The outcome will depend on the time factor. "If the episode ends within a few months," explains Shauly Katznelson of the Israeli Export Institute, "there will be almost no effect on Israel's industrial imports and exports, excluding diamonds." Katznelson bases his forecast on the marginal effect of the Far East's problems on Israel. Moreover, the World Bank has said that the Asian economy would see a slowdown in growth - but not grind to a halt - as a result of SARS, he noted.

The Federation of Israeli Chambers of Commerce advised importers not to travel to the Far East, following advisories from the World Health Organization, and indeed many who planned to go to China have canceled.

Silver lining

A senior Israeli investment manager said yesterday that following the September 11 terror attacks, he raced to buy shares in security firms. "Many others bought security shares at the same time," he claimed, "and we all profited." In other words, some see a silver lining in any calamity.
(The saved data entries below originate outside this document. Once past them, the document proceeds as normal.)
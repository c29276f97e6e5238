// src/lib.rs
pub mod ai;
pub mod config;
pub mod database;
pub mod email;
pub mod linking;
pub mod store;
pub mod utils;
pub mod web;

pub use config::AppConfig;
pub use database::{run_migrations, DatabaseConfig};
pub use web::start_web_server;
The same manager continued that an opportunity exists now for those offering goods and services that may be affected by SARS in the Far East, in particular, companies that have manufacturing outlets in places other than Asia.

Israel's textile industry is based on imports from the Far East, much of it from China, which exports around $300 million of clothing and textiles to Israel every year. A fear that the average consumer would link SARS and the clothes on sale here failed to materialize, but nevertheless, Israeli companies have had to meet their Asian counterparts either here or in Europe as travel to the region has all but dried up.

Fashion companies such as Castro, Fox and ML (formerly Matim Li) report business as usual, though more use has been made of video-conferencing and e-mail. "The Chinese themselves told us not to come at first," said Avi Malka, CEO of ML, "because they were hysterical, but now they are much calmer."